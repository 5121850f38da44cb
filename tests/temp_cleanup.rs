//! Temp spool files must be gone after downloads and syncs return, on
//! success and on failure alike. Runs alone in its own binary so other
//! tests' spool activity cannot race the directory scans.

mod common;

use common::MockS3;
use s3flux::s3::types::{GetOptions, LargeFileOptions};

const MIB: u64 = 1024 * 1024;

fn spool_files() -> Vec<String> {
    let mut names: Vec<String> = std::fs::read_dir(std::env::temp_dir())
        .unwrap()
        .filter_map(|entry| entry.ok())
        .map(|entry| entry.file_name().to_string_lossy().into_owned())
        .filter(|name| {
            name.starts_with("aws-v4-get")
                || name.starts_with("aws-v4-sync-large")
                || name.starts_with("aws-v4-sync-all")
        })
        .collect();
    names.sort();
    names
}

#[tokio::test]
async fn test_spool_files_removed_on_all_paths() {
    let before = spool_files();

    let mock = MockS3::new();
    let client = mock.client();
    let data: Vec<u8> = (0..(12 * MIB) as usize).map(|i| (i % 251) as u8).collect();
    mock.put_object("b", "spool.bin", &data);

    // Successful parallel download.
    let dir = tempfile::tempdir().unwrap();
    client
        .get(
            "b",
            "spool.bin",
            &dir.path().join("out.bin"),
            &GetOptions {
                part_size: Some(5 * MIB),
                ..Default::default()
            },
            None,
        )
        .await
        .unwrap();

    // Successful cross-endpoint sync.
    let to_mock = MockS3::new();
    let to = to_mock.client();
    client
        .sync_large_file(
            &to,
            "dstb",
            "synced.bin",
            "/b/spool.bin",
            &LargeFileOptions {
                part_size: Some(5 * MIB),
                ..Default::default()
            },
            None,
        )
        .await
        .unwrap();

    // Failing download: every ranged GET errors out.
    mock.fail_request("GET", "spool.bin", 100, 500);
    client
        .get(
            "b",
            "spool.bin",
            &dir.path().join("fail.bin"),
            &GetOptions {
                part_size: Some(5 * MIB),
                ..Default::default()
            },
            None,
        )
        .await
        .unwrap_err();

    assert_eq!(spool_files(), before);
}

-.-.-

#### Task description
Return the total of lines in these records that hold "data", without any other words.

#### Written answer
2